**WHAT YOU HAVE TO DO**
Your answer should be every line of the entries that has the string "while" in it.

**DATA**
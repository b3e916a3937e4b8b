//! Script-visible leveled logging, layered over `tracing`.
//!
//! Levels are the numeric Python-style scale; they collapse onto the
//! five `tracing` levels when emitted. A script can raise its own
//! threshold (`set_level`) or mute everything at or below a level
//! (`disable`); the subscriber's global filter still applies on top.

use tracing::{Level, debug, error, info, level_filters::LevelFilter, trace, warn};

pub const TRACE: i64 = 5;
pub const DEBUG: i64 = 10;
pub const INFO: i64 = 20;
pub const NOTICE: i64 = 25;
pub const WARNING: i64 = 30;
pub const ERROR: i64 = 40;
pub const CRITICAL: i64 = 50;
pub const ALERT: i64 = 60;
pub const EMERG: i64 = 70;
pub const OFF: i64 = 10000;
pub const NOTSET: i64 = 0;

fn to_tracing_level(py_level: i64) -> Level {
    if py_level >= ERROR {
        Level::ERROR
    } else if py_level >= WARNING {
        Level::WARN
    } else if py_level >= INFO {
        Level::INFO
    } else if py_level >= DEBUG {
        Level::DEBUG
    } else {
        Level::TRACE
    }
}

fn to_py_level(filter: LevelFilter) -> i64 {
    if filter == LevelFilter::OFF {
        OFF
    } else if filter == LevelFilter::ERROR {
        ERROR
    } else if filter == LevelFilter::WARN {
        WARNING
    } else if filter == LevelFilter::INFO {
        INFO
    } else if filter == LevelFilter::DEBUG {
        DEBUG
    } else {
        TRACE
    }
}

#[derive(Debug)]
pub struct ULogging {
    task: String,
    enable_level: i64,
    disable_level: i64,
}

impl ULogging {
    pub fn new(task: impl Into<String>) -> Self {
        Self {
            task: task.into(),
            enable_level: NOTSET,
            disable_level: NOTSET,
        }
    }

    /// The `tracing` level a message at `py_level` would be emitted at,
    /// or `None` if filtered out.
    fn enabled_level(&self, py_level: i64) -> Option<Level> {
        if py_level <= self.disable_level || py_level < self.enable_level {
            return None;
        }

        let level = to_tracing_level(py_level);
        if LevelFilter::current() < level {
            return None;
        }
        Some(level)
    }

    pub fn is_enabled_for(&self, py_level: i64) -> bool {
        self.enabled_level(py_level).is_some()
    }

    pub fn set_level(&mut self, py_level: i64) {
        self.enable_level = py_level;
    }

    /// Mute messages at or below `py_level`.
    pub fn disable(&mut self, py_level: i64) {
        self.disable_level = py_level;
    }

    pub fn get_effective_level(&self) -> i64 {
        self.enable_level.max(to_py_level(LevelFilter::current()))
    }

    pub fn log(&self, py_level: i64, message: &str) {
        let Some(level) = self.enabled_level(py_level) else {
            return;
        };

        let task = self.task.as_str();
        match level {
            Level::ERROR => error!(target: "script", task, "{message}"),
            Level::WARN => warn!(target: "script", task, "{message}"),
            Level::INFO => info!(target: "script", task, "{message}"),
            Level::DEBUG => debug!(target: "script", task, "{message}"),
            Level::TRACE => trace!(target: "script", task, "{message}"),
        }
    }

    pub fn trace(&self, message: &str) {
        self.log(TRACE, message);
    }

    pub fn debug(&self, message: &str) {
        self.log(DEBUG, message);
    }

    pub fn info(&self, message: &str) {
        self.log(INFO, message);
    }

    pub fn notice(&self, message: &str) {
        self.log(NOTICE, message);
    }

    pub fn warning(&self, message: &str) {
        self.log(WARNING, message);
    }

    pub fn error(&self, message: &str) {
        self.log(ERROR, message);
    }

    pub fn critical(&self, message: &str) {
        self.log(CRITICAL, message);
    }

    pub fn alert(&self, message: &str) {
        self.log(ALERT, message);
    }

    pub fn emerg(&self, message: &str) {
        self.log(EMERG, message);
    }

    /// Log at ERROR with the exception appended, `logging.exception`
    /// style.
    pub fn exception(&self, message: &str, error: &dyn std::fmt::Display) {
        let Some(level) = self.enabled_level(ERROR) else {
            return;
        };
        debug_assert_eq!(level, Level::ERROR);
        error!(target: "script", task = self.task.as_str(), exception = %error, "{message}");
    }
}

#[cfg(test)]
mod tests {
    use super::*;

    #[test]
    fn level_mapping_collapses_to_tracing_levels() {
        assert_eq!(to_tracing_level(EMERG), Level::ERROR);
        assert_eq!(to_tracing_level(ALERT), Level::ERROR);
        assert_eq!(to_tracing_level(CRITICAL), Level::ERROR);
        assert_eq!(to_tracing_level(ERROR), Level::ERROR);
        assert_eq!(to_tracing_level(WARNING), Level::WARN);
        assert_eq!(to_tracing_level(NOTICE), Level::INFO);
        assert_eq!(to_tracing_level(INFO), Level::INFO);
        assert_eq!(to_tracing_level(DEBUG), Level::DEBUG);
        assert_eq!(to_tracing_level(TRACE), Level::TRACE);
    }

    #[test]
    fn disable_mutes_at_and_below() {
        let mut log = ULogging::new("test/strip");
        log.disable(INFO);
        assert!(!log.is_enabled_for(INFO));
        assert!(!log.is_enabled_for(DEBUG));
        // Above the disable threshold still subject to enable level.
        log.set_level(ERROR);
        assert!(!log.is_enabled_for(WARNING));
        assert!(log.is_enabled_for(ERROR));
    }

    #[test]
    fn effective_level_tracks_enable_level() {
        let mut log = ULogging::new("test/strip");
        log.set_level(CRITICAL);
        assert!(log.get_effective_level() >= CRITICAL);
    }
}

---

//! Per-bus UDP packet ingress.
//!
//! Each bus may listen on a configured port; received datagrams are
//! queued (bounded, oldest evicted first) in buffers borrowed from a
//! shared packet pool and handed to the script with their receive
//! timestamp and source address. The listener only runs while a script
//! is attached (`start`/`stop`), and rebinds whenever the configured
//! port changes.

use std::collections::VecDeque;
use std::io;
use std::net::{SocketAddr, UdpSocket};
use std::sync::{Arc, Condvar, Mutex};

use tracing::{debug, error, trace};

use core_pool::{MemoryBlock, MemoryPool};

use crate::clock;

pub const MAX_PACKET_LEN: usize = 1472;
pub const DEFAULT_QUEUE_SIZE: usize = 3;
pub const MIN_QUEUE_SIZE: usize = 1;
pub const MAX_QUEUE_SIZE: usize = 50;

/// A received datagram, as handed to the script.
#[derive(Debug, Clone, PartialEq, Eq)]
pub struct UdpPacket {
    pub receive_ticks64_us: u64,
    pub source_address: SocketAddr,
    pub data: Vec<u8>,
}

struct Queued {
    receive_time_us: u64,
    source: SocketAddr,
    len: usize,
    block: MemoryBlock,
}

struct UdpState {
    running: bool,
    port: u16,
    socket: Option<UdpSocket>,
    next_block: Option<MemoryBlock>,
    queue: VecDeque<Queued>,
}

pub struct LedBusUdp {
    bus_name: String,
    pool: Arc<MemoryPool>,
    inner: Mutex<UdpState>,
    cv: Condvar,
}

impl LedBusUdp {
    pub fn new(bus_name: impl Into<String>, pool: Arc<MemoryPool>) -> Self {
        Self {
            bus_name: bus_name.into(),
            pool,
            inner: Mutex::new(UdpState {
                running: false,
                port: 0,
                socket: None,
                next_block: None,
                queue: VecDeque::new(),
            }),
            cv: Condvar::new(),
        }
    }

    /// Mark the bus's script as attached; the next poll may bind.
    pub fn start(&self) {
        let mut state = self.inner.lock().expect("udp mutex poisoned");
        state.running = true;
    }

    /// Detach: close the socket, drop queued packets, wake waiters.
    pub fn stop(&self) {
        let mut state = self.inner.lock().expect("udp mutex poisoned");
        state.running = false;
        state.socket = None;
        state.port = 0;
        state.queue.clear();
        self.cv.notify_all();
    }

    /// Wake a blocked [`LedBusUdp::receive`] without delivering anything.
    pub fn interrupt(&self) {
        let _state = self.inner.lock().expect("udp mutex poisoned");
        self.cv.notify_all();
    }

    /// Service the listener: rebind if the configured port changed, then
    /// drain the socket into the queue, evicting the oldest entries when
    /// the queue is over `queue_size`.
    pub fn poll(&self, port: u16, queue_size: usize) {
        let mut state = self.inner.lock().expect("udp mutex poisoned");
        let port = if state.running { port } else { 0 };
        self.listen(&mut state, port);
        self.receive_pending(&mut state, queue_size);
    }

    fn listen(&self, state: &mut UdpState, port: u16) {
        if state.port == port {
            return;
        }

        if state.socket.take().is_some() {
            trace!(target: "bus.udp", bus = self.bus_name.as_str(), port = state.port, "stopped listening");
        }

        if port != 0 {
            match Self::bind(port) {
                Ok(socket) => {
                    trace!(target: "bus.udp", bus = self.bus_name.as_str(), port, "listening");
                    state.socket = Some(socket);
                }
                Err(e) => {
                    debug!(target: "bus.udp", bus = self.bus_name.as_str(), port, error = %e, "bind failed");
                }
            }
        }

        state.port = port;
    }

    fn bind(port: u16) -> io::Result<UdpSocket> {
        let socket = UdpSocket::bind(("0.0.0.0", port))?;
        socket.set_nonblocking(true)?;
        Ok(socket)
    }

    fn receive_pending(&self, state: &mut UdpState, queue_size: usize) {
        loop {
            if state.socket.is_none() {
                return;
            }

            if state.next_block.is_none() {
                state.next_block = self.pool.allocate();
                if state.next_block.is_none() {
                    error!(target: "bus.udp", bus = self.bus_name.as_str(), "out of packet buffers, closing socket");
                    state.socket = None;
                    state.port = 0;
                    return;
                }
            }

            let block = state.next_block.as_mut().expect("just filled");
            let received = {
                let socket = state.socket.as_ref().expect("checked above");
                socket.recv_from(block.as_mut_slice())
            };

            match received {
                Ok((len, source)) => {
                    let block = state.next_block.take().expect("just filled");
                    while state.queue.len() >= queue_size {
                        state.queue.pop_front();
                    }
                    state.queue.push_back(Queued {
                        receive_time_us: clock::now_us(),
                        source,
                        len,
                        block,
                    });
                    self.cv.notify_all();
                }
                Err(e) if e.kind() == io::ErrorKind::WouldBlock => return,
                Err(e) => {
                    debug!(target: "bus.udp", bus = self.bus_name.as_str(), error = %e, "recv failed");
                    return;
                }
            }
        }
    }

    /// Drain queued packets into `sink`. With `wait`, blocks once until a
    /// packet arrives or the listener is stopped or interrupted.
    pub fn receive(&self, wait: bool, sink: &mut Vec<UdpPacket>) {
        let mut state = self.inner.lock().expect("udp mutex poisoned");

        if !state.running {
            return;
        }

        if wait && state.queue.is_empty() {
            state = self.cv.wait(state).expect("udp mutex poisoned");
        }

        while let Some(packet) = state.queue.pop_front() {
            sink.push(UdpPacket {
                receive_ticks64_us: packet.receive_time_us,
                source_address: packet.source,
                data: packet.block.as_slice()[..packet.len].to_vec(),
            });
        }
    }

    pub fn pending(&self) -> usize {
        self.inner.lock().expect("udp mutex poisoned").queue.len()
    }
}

**PROBLEM SOLUTION**
//! timestamp and source address. The listener only runs while a script
                    while state.queue.len() >= queue_size {
        while let Some(packet) = state.queue.pop_front() {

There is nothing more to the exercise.